To rebuild stronger amid the coronavirus pandemic, more optometrists must provide, and be paid for, medical eye care services. However, becoming a medical care provider takes more than just applying to be on an insurance panel provider list, and it’s a daunting change for some. Services such as Optometric Medical Solutions can help optometrists navigate through the logistics, billing and insurance verification processes. 

Beyond the paperwork, ODs will need to stock up on proper personal protection, including effective but reasonably priced masks (check out The Eye Doctor’s Sterileyes anti-bacterial face masks) and slit lamp shields. Medical eye exams are going to look quite different now:

Geographic atrophy. Currently, most cases of geographic atrophy (GA) require low vision specialists to improve vision. ODs should consider referring to a colleague if they don’t offer these services. But if you are looking to help some patients in your office, augmented reality technology (e.g., Eyedaptic) may help the everyday practitioner provide sight to patients who are vision impaired. Therapeutic options are just around the corner with Apellis’s Pegcetacoplan in Phase III FDA trials seeking an indication for GA.

Macular disease. This an essential area of focus in the post-COVID era, considering the many vision-threatening etiologies possible. AMD patients, for example, can’t afford to miss exams, and optometrists are the ideal clinicians for the job. Tools such as dark adaptometry (AdaptDx Pro) with new augmented-reality technology allow for testing in any room—a big help with social distancing. Hand scanners (Pharmanex) serve as an excellent alternative for recording macular carotid levels. At-home monitoring may be even more paramount. 

Diabetes. More than 30 million people in the United States have diabetes—and they are at significantly higher risk of morbidity and mortality with COVID-19.1 Monitoring any diabetic retinopathy and glucose stability is critical. Whole-body health, ranging from nutritional supplements to maintaining proper weight and avoidance of smoking, is essential.  

Anti-VEGF. As frontline eye care providers, we have to properly set our patients’ expectations, more so now with COVID-19 than ever before. If a patient you refer for anti-VEGF injections isn’t aware of the monthly frequency, they may be surprised and avoid treatment, resulting in permanent vision loss. Fortunately, new knowledge and technology are making things easier. Treat-and-extend protocols are helping, and new therapies require less frequent injections. The Port Delivery System (Genentech) in Phase III clinical testing may reduce follow-up injections to only a couple times per year. Until then, it’s up to us to set proper expectations.

Traumatic brain injury. Some technologies may surprise you, but you shouldn’t dismiss them. I had a highly symptomatic patient who had a severe concussion following a college soccer game more than two months prior to the examination. The student athlete was unable to continue school or soccer. 

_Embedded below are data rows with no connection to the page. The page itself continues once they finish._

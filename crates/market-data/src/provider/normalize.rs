//! Shared response normalization helpers.

use std::str::FromStr;

use num_traits::FromPrimitive;
use rust_decimal::Decimal;
use serde_json::Value;

use crate::errors::MarketDataError;

/// Parse a 2xx body as JSON.
pub fn parse_json(provider: &str, item: &str, body: &str) -> Result<Value, MarketDataError> {
    serde_json::from_str(body).map_err(|e| MarketDataError::MalformedResponse {
        provider: provider.to_string(),
        item: item.to_string(),
        message: format!("body is not JSON: {}", e),
    })
}

/// Locate the payload array: the root itself, then a nested `data` field.
///
/// Fails with `UnexpectedShape` when neither holds an array and with
/// `EmptyResult` when the array has no entries.
pub fn extract_array(
    provider: &str,
    item: &str,
    value: Value,
) -> Result<Vec<Value>, MarketDataError> {
    let array = match value {
        Value::Array(array) => array,
        Value::Object(mut map) => match map.remove("data") {
            Some(Value::Array(array)) => array,
            _ => {
                return Err(MarketDataError::UnexpectedShape {
                    provider: provider.to_string(),
                    item: item.to_string(),
                })
            }
        },
        _ => {
            return Err(MarketDataError::UnexpectedShape {
                provider: provider.to_string(),
                item: item.to_string(),
            })
        }
    };

    if array.is_empty() {
        return Err(MarketDataError::EmptyResult {
            provider: provider.to_string(),
            item: item.to_string(),
        });
    }

    Ok(array)
}

/// Number or numeric string.
pub fn decimal_from_value(value: &Value) -> Option<Decimal> {
    match value {
        Value::Number(n) => {
            if let Some(i) = n.as_i64() {
                Some(Decimal::from(i))
            } else {
                n.as_f64().and_then(Decimal::from_f64)
            }
        }
        Value::String(s) => Decimal::from_str(s.trim()).ok(),
        _ => None,
    }
}

/// Integer, float or numeric string, truncated to `i64`.
pub fn i64_from_value(value: &Value) -> Option<i64> {
    match value {
        Value::Number(n) => n.as_i64().or_else(|| n.as_f64().map(|f| f as i64)),
        Value::String(s) => s.trim().parse::<i64>().ok(),
        _ => None,
    }
}
/// Classification for retry policy.
///
/// Used by the retry cascade to decide whether to pause before the next
/// variant, and by the dispatcher to decide between propagation and
/// synthetic fallback.
///
/// # Behavior Summary
///
/// | Class | Next cascade variant? | Pause first? | Dispatcher |
/// |-------|-----------------------|--------------|------------|
/// | `Never` | No | - | Propagates the error |
/// | `WithBackoff` | Yes | Yes | Falls back to synthetic data |
/// | `NextVariant` | Yes | No | Falls back to synthetic data |
#[derive(Clone, Copy, Debug, Eq, PartialEq)]
pub enum RetryClass {
    /// The request itself is invalid. Retrying or synthesizing would hide a
    /// programming error.
    Never,

    /// Transient provider condition (429, 5xx, timeout, connection failure).
    /// The cascade waits `cascade_pause` before trying the next variant so a
    /// provider that is already rate limiting is not hammered.
    WithBackoff,

    /// The provider answered, but not with usable data. Another variant
    /// (different URL or headers) might succeed.
    NextVariant,
}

Although visual field, OCT and other tests were normal (including MRI and other neurologic testing), she had two striking findings. 

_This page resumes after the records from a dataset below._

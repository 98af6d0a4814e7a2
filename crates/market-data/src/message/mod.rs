//! Inbound message contract.
//!
//! Collaborators send flat JSON messages naming an `action`:
//!
//! ```text
//! {"action": "fetchPriceHistory", "itemName": "AK-47 | Redline (Field-Tested)", "provider": "Steam"}
//! {"action": "fetchListings", "apiUrl": "https://csfloat.com/api/v1/listings?def_index=7"}
//! {"action": "fetchGoodsHistory", "goodsId": 42567, "days": 30}
//! {"action": "ping"}
//! ```
//!
//! Every reply uses the same envelope, see [`MessageResponse`].

mod registry;

use std::fmt;
use std::str::FromStr;

use serde::{Deserialize, Serialize};
use serde_json::Value;

use crate::errors::MarketDataError;
use crate::models::{
    FetchResult, GoodsHistoryRequest, HistoryProvider, ListingsRequest, PriceHistoryRequest,
    DEFAULT_HISTORY_DAYS,
};

pub use registry::{
    ActionHandler, ActionRegistry, GoodsHistoryHandler, ListingsHandler, PingHandler,
    PriceHistoryHandler,
};

/// Actions a message may name.
#[derive(Clone, Copy, Debug, Eq, PartialEq, Hash)]
pub enum Action {
    FetchPriceHistory,
    FetchListings,
    FetchGoodsHistory,
    Ping,
}

impl Action {
    pub const ALL: [Action; 4] = [
        Action::FetchPriceHistory,
        Action::FetchListings,
        Action::FetchGoodsHistory,
        Action::Ping,
    ];

    /// Wire name of the action.
    pub fn name(&self) -> &'static str {
        match self {
            Self::FetchPriceHistory => "fetchPriceHistory",
            Self::FetchListings => "fetchListings",
            Self::FetchGoodsHistory => "fetchGoodsHistory",
            Self::Ping => "ping",
        }
    }
}

impl fmt::Display for Action {
    fn fmt(&self, f: &mut fmt::Formatter<'_>) -> fmt::Result {
        f.write_str(self.name())
    }
}

impl FromStr for Action {
    type Err = MarketDataError;

    fn from_str(value: &str) -> Result<Self, Self::Err> {
        Self::ALL
            .into_iter()
            .find(|action| action.name() == value)
            .ok_or_else(|| MarketDataError::InvalidInput(format!("unknown action: {}", value)))
    }
}

/// Uniform reply envelope.
///
/// `is_mock_data` is `Some(true)` whenever `data` was synthesized; callers
/// must not treat such data as authoritative pricing.
#[derive(Clone, Debug, PartialEq, Serialize, Deserialize)]
#[serde(rename_all = "camelCase")]
pub struct MessageResponse {
    pub success: bool,
    #[serde(skip_serializing_if = "Option::is_none")]
    pub data: Option<Value>,
    #[serde(skip_serializing_if = "Option::is_none")]
    pub error: Option<String>,
    #[serde(skip_serializing_if = "Option::is_none")]
    pub is_mock_data: Option<bool>,
}

impl MessageResponse {
    pub fn ok(data: Value) -> Self {
        Self {
            success: true,
            data: Some(data),
            error: None,
            is_mock_data: None,
        }
    }

    pub fn error(message: impl Into<String>) -> Self {
        Self {
            success: false,
            data: None,
            error: Some(message.into()),
            is_mock_data: None,
        }
    }

    /// Envelope for a fetch result; the variant decides `isMockData`.
    pub fn from_fetch<T: Serialize>(result: FetchResult<T>) -> Self {
        let is_mock = result.is_synthetic();
        match serde_json::to_value(result.into_data()) {
            Ok(data) => Self {
                success: true,
                data: Some(data),
                error: None,
                is_mock_data: Some(is_mock),
            },
            Err(e) => Self::error(format!("failed to serialize result: {}", e)),
        }
    }
}

impl From<MarketDataError> for MessageResponse {
    fn from(error: MarketDataError) -> Self {
        Self::error(error.to_string())
    }
}

/// Doppler selector as sent by callers.
#[derive(Clone, Debug, Default, PartialEq, Eq, Deserialize)]
#[serde(rename_all = "camelCase")]
pub struct VariantInput {
    #[serde(default)]
    pub is_doppler: bool,
    #[serde(default)]
    pub paint_index: Option<i64>,
}

/// `fetchPriceHistory` fields.
#[derive(Clone, Debug, PartialEq, Eq, Deserialize)]
#[serde(rename_all = "camelCase")]
pub struct PriceHistoryInput {
    pub item_name: String,
    pub provider: String,
    #[serde(default)]
    pub variant: Option<VariantInput>,
}

impl TryFrom<PriceHistoryInput> for PriceHistoryRequest {
    type Error = MarketDataError;

    fn try_from(input: PriceHistoryInput) -> Result<Self, Self::Error> {
        let provider: HistoryProvider = input.provider.parse()?;
        let variant = input.variant.unwrap_or_default();
        PriceHistoryRequest::from_parts(
            input.item_name,
            provider,
            variant.is_doppler,
            variant.paint_index,
        )
    }
}

/// `fetchListings` fields.
#[derive(Clone, Debug, PartialEq, Eq, Deserialize)]
#[serde(rename_all = "camelCase")]
pub struct ListingsInput {
    pub api_url: String,
}

impl From<ListingsInput> for ListingsRequest {
    fn from(input: ListingsInput) -> Self {
        ListingsRequest::new(input.api_url)
    }
}

/// Goods ids arrive as numbers or numeric strings.
#[derive(Clone, Debug, PartialEq, Eq, Deserialize)]
#[serde(untagged)]
pub enum GoodsId {
    Number(u64),
    Text(String),
}

/// `fetchGoodsHistory` fields.
#[derive(Clone, Debug, PartialEq, Eq, Deserialize)]
#[serde(rename_all = "camelCase")]
pub struct GoodsHistoryInput {
    pub goods_id: GoodsId,
    #[serde(default)]
    pub days: Option<u32>,
}

impl TryFrom<GoodsHistoryInput> for GoodsHistoryRequest {
    type Error = MarketDataError;

    fn try_from(input: GoodsHistoryInput) -> Result<Self, Self::Error> {
        let goods_id = match input.goods_id {
            GoodsId::Number(id) => id,
            GoodsId::Text(text) => text.trim().parse().map_err(|_| {
                MarketDataError::InvalidInput(format!("goods id is not a number: {}", text))
            })?,
        };
        let request =
            GoodsHistoryRequest::new(goods_id).with_days(input.days.unwrap_or(DEFAULT_HISTORY_DAYS));
        request.validate()?;
        Ok(request)
    }
}

/// Deserialize action fields from a message, mapping failures to `InvalidInput`.
pub fn parse_input<T: serde::de::DeserializeOwned>(
    action: Action,
    message: Value,
) -> Result<T, MarketDataError> {
    serde_json::from_value(message)
        .map_err(|e| MarketDataError::InvalidInput(format!("invalid {} message: {}", action, e)))
}

#[cfg(test)]
mod tests {
    use super::*;
    use crate::models::{PricePoint, SyntheticReason, STEAM};
    use rust_decimal_macros::dec;
    use serde_json::json;
    use std::borrow::Cow;

    #[test]
    fn test_action_names_round_trip() {
        for action in Action::ALL {
            assert_eq!(action.name().parse::<Action>().unwrap(), action);
        }
        assert!("fetchEverything".parse::<Action>().is_err());
    }

    #[test]
    fn test_envelope_flags_synthetic_data() {
        let synthetic = FetchResult::Synthetic {
            data: vec![PricePoint::new(1, dec!(1.5))],
            reason: SyntheticReason {
                provider: Cow::Borrowed(STEAM),
                error_kind: "Timeout",
                message: "Timeout: STEAM (x)".to_string(),
            },
        };

        let json = serde_json::to_value(MessageResponse::from_fetch(synthetic)).unwrap();
        assert_eq!(json["success"], true);
        assert_eq!(json["isMockData"], true);
        assert_eq!(json["data"][0]["timestampMs"], 1);
        assert!(json.get("error").is_none());

        let real = FetchResult::Real {
            data: Vec::<PricePoint>::new(),
            provider: Cow::Borrowed(STEAM),
        };
        let json = serde_json::to_value(MessageResponse::from_fetch(real)).unwrap();
        assert_eq!(json["isMockData"], false);
    }

    #[test]
    fn test_error_envelope() {
        let json = serde_json::to_value(MessageResponse::error("boom")).unwrap();
        assert_eq!(json, json!({"success": false, "error": "boom"}));
    }

    #[test]
    fn test_price_history_input() {
        let input: PriceHistoryInput = serde_json::from_value(json!({
            "action": "fetchPriceHistory",
            "itemName": "★ Karambit | Doppler (Factory New)",
            "provider": "CSFloat",
            "variant": {"isDoppler": true, "paintIndex": 418}
        }))
        .unwrap();

        let request = PriceHistoryRequest::try_from(input).unwrap();
        assert_eq!(request.provider, HistoryProvider::CsFloat);
        assert_eq!(request.variant.map(|v| v.paint_index), Some(418));
    }

    #[test]
    fn test_price_history_input_rejects_bad_variant() {
        let input = PriceHistoryInput {
            item_name: "x".to_string(),
            provider: "Steam".to_string(),
            variant: Some(VariantInput {
                is_doppler: true,
                paint_index: None,
            }),
        };
        assert!(matches!(
            PriceHistoryRequest::try_from(input),
            Err(MarketDataError::InvalidInput(_))
        ));
    }

    #[test]
    fn test_goods_history_input() {
        let input: GoodsHistoryInput =
            serde_json::from_value(json!({"goodsId": "42567"})).unwrap();
        let request = GoodsHistoryRequest::try_from(input).unwrap();
        assert_eq!(request.goods_id, 42567);
        assert_eq!(request.days, DEFAULT_HISTORY_DAYS);

        let input: GoodsHistoryInput =
            serde_json::from_value(json!({"goodsId": 1, "days": 0})).unwrap();
        assert!(GoodsHistoryRequest::try_from(input).is_err());

        let input: GoodsHistoryInput =
            serde_json::from_value(json!({"goodsId": "abc"})).unwrap();
        assert!(GoodsHistoryRequest::try_from(input).is_err());
    }

    #[test]
    fn test_parse_input_reports_action() {
        let err = parse_input::<ListingsInput>(Action::FetchListings, json!({})).unwrap_err();
        assert!(err.to_string().contains("invalid fetchListings message"));
    }
}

First, she had a positive but subtle relevant afferent pupillary defect (0.5D). If it wasn’t for the EyeKinetix (Konan Medical) pupil test, I might have missed it. 

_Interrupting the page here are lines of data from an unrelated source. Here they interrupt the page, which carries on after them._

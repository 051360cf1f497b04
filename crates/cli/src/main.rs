//! Autopilot CLI
//!
//! Runs the orchestrator against a workspace from the terminal. Review gates
//! that need a human are answered on stdin.

use anyhow::{bail, Context};
use autopilot_core::config::{runtime_path, OrchestratorConfig, AUTOPILOT_TASK_CEILING};
use autopilot_core::memory::{MemoryStore, ProjectMemory};
use autopilot_core::models::{LlmProvider, ModelConfig};
use autopilot_core::swarm::{
    ApprovalRequest, ApprovalResponse, Collaborators, MessageBus, Orchestrator, RunOutcome,
    RunReport, SwarmEvent, SwarmEventKind,
};
use clap::{Parser, Subcommand};
use std::io::Write;
use std::path::{Path, PathBuf};
use std::sync::Arc;
use tokio::io::{AsyncBufReadExt, BufReader};
use tokio::sync::{mpsc, oneshot};
use tokio::task::JoinHandle;

#[derive(Parser, Clone)]
#[command(author, version, about = "Autopilot - Multi-Agent Task Orchestrator")]
struct Args {
    #[command(subcommand)]
    command: CliCommand,

    /// Workspace to operate on
    #[arg(long, global = true, default_value = ".")]
    workspace: PathBuf,

    /// Maximum number of worker agents running at once
    #[arg(long, global = true)]
    concurrency: Option<usize>,

    /// Proceed past rejected reviews without asking
    #[arg(long, global = true)]
    autopilot: bool,

    /// Apply patches but do not commit them
    #[arg(long, global = true)]
    no_commit: bool,

    /// LLM provider (anthropic, openai, gemini, openrouter, grok, deepseek)
    #[arg(long, global = true)]
    provider: Option<String>,

    /// Model name, defaults to the provider's default model
    #[arg(long, global = true)]
    model: Option<String>,

    /// Print reports and memory as JSON
    #[arg(long, global = true)]
    json: bool,
}

#[derive(Subcommand, Clone)]
enum CliCommand {
    /// Create project memory for the workspace
    Init {
        /// Project name, defaults to the workspace directory name
        #[arg(short, long)]
        name: Option<String>,
    },
    /// Print a summary of project memory
    Status,
    /// Select and run a single task
    Once,
    /// Keep selecting and running tasks until none remain
    Continuous {
        /// Stop after this many tasks
        #[arg(long, default_value_t = AUTOPILOT_TASK_CEILING)]
        max_tasks: usize,
    },
}

type ApprovalReceiver = mpsc::Receiver<(ApprovalRequest, oneshot::Sender<ApprovalResponse>)>;

#[tokio::main]
async fn main() -> anyhow::Result<()> {
    let args = Args::parse();
    let workspace = args
        .workspace
        .canonicalize()
        .with_context(|| format!("Workspace not found: {}", args.workspace.display()))?;

    // Provider keys may live in the workspace or the current directory
    let _ = dotenvy::from_path(workspace.join(".env"));
    let _ = dotenvy::dotenv();

    tracing_subscriber::fmt()
        .with_env_filter(
            tracing_subscriber::EnvFilter::try_from_default_env()
                .unwrap_or_else(|_| "autopilot_cli=info,autopilot_core=info".into()),
        )
        .with_target(false)
        .init();

    let config = build_config(&args, &workspace)?;

    match args.command {
        CliCommand::Init { name } => init(&workspace, &config, name).await,
        CliCommand::Status => status(&workspace, &config, args.json).await,
        CliCommand::Once => {
            let interactive = !config.autopilot;
            let (orchestrator, printer) = build_orchestrator(config, interactive);
            let report = orchestrator.run_once(&workspace).await;
            drop(orchestrator);
            let _ = printer.await;

            if args.json {
                println!("{}", serde_json::to_string_pretty(&report)?);
            } else {
                print_report(&report);
            }
            match &report.outcome {
                RunOutcome::Completed | RunOutcome::NoTasks => Ok(()),
                RunOutcome::Aborted => bail!("Run aborted at the review gate"),
                RunOutcome::Cancelled => bail!("Run cancelled"),
                RunOutcome::Failed { reason } => bail!("Run failed: {}", reason),
            }
        }
        CliCommand::Continuous { max_tasks } => {
            let (orchestrator, printer) = build_orchestrator(config, false);
            let report = orchestrator.run_continuous(&workspace, max_tasks).await;
            drop(orchestrator);
            let _ = printer.await;

            if args.json {
                println!("{}", serde_json::to_string_pretty(&report)?);
            } else {
                for run in &report.runs {
                    print_report(run);
                }
                println!(
                    "\nContinuous mode finished after {} task(s): {:?}",
                    report.runs.len(),
                    report.stop_reason
                );
            }
            if report.runs.iter().any(|r| matches!(r.outcome, RunOutcome::Failed { .. })) {
                bail!("A run failed, continuous mode stopped");
            }
            Ok(())
        }
    }
}

/// Workspace config file, then command-line overrides
fn build_config(args: &Args, workspace: &Path) -> anyhow::Result<OrchestratorConfig> {
    let mut config = OrchestratorConfig::load(workspace)?;

    if let Some(concurrency) = args.concurrency {
        config.max_concurrency = concurrency;
    }
    if args.autopilot {
        config.autopilot = true;
    }
    if args.no_commit {
        config.commit_changes = false;
    }

    if let Some(name) = &args.provider {
        let Some(provider) = LlmProvider::parse(name) else {
            bail!("Unknown provider: {}", name);
        };
        if provider != config.model.provider {
            config.model = ModelConfig::for_provider(provider);
        }
    }
    if let Some(model) = &args.model {
        config.model.model = model.clone();
    }

    Ok(config)
}

/// Wire the production collaborators, the event printer, the stdin review
/// gate and Ctrl-C cancellation around one orchestrator
fn build_orchestrator(config: OrchestratorConfig, interactive: bool) -> (Orchestrator, JoinHandle<()>) {
    tracing::info!(
        provider = config.model.provider.display_name(),
        model = %config.model.model,
        concurrency = config.concurrency(),
        "Starting orchestrator"
    );

    let collaborators = Collaborators::production(&config);
    let (event_tx, event_rx) = mpsc::channel(256);
    let mut orchestrator = Orchestrator::new(config, collaborators, Arc::new(MessageBus::new()))
        .with_event_channel(event_tx);

    if interactive {
        let (approval_tx, approval_rx) = mpsc::channel(1);
        tokio::spawn(answer_review_gates(approval_rx));
        orchestrator = orchestrator.with_approval_channel(approval_tx);
    }

    let token = orchestrator.cancel_token();
    tokio::spawn(async move {
        if tokio::signal::ctrl_c().await.is_ok() {
            tracing::warn!("Interrupted, cancelling the run");
            token.cancel();
        }
    });

    let printer = tokio::spawn(print_events(event_rx));
    (orchestrator, printer)
}

async fn init(workspace: &Path, config: &OrchestratorConfig, name: Option<String>) -> anyhow::Result<()> {
    let store = MemoryStore::new(config.memory_path(workspace));
    if store.exists().await {
        println!("Project memory already exists: {}", store.path().display());
        return Ok(());
    }

    let name = name.unwrap_or_else(|| {
        workspace
            .file_name()
            .map(|n| n.to_string_lossy().into_owned())
            .unwrap_or_else(|| "project".to_string())
    });
    let memory = store.load_or_create(&name).await?;

    let runtime = runtime_path(workspace);
    tokio::fs::create_dir_all(&runtime)
        .await
        .with_context(|| format!("Failed to create {}", runtime.display()))?;
    let gitignore = runtime.join(".gitignore");
    if !gitignore.exists() {
        tokio::fs::write(&gitignore, "# Never commit secrets\n.env\n*.env\n")
            .await
            .with_context(|| format!("Failed to write {}", gitignore.display()))?;
    }

    println!("Initialized project '{}'", memory.project_name);
    println!("   Memory: {}", store.path().display());
    println!("   First task: {}", memory.pending_tasks.join(", "));
    println!("\nRun `autopilot once` to work on it");
    Ok(())
}

async fn status(workspace: &Path, config: &OrchestratorConfig, json: bool) -> anyhow::Result<()> {
    let store = MemoryStore::new(config.memory_path(workspace));
    if !store.exists().await {
        println!("No project memory yet. Run `autopilot init` first.");
        return Ok(());
    }
    let memory = store.load().await?;
    if json {
        println!("{}", serde_json::to_string_pretty(&memory)?);
    } else {
        print_memory(&memory);
    }
    Ok(())
}

fn print_memory(memory: &ProjectMemory) {
    println!("Project: {}", memory.project_name);
    if let Some(architecture) = &memory.architecture {
        println!("Architecture: {}", architecture);
    }
    if !memory.tech_stack.is_empty() {
        println!("Tech stack: {}", memory.tech_stack.join(", "));
    }

    println!("\nPending tasks ({}):", memory.pending_tasks.len());
    for task in &memory.pending_tasks {
        println!("   - {}", task);
    }

    println!("\nCompleted tasks ({}):", memory.completed_tasks.len());
    for task in memory.completed_tasks.iter().rev().take(10) {
        println!(
            "   - [{:?}] {} ({} patches, {})",
            task.outcome,
            task.title,
            task.patches_applied,
            task.completed_at.format("%Y-%m-%d %H:%M")
        );
    }

    if !memory.known_issues.is_empty() {
        println!("\nKnown issues:");
        for issue in &memory.known_issues {
            println!("   - {}", issue);
        }
    }
}

fn print_report(report: &RunReport) {
    let title = report.task.as_ref().map(|t| t.title.as_str()).unwrap_or("-");
    println!("\nRun {} [{:?}] task: {}", report.run_id, report.outcome, title);
    for patch in &report.patches {
        match &patch.error {
            Some(error) => println!("   {}: skipped ({})", patch.agent, error),
            None => println!(
                "   {}: {} applied, {} skipped",
                patch.agent,
                patch.applied.len(),
                patch.skipped.len()
            ),
        }
    }
    if let Some(commit) = &report.commit {
        println!("   Commit: {}", commit);
    }
}

/// Render the event stream for the terminal
async fn print_events(mut rx: mpsc::Receiver<SwarmEvent>) {
    while let Some(event) = rx.recv().await {
        let field = |key: &str| {
            event
                .data
                .as_ref()
                .and_then(|d| d.get(key))
                .map(|v| v.as_str().map(str::to_string).unwrap_or_else(|| v.to_string()))
                .unwrap_or_default()
        };
        match event.kind {
            SwarmEventKind::StateChanged => println!("-> {}", field("state")),
            SwarmEventKind::AgentStarted => println!("   {} working", event.agent),
            SwarmEventKind::AgentFailed => println!("   {} failed: {}", event.agent, field("error")),
            SwarmEventKind::MessagePosted => println!("   [{}] {}", event.agent, field("text")),
            SwarmEventKind::ReviewGate => println!("   review: {}", field("summary")),
            SwarmEventKind::PatchApplied => println!("   {} patch: {}", event.agent, field("applied")),
            SwarmEventKind::PatchSkipped => println!("   {} patch skipped: {}", event.agent, field("error")),
            SwarmEventKind::RunFailed => println!("Run failed: {}", field("reason")),
            SwarmEventKind::RunStarted
            | SwarmEventKind::AgentCompleted
            | SwarmEventKind::RunCompleted => {}
        }
    }
}

/// Ask on stdin whether to proceed past a rejected review
async fn answer_review_gates(mut rx: ApprovalReceiver) {
    let mut lines = BufReader::new(tokio::io::stdin()).lines();

    while let Some((request, reply)) = rx.recv().await {
        println!("\nReview did not approve \"{}\"", request.task.title);
        println!("   {}", request.review.summary);
        for issue in &request.review.issues {
            println!("   [{:?}] {}: {}", issue.severity, issue.category, issue.description);
        }
        print!("Apply the changes anyway? [y/N] ");
        let _ = std::io::stdout().flush();

        let answer = match lines.next_line().await {
            Ok(Some(line)) => line,
            Ok(None) | Err(_) => String::new(),
        };
        let approved = matches!(answer.trim().to_lowercase().as_str(), "y" | "yes");
        let _ = reply.send(ApprovalResponse {
            approved,
            feedback: None,
        });
    }
}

Second, she reported frequent headaches (three to five per week) since the concussion. Despite trying a number of migraine medications—some with significant side effects—nothing improved. Neurolens (eyeBrain Medical) testing revealed trigeminal dysphoria, esophoria at distance and greater convergence insufficiency at near. Her past vergence testing was normal. After receiving Neurolens glasses, her headaches all but disappeared and she excelled in her December final exams.  


Understanding the new normal, new use of technology and adapting to the post-COVID landscape is going to be critical for success. Optometry needs to focus on essential office visits moving forward, and that includes patients with macular disease, diabetes, traumatic brain injury and medical eye care overall.

Note: Dr. Karpecki consults for companies with products and services relevant to this topic.

1. Peters AL. COVID-19 and diabetes: patterns emerge. Medscape Diabetes & Endocrinology. April 11, 2020. [Epub].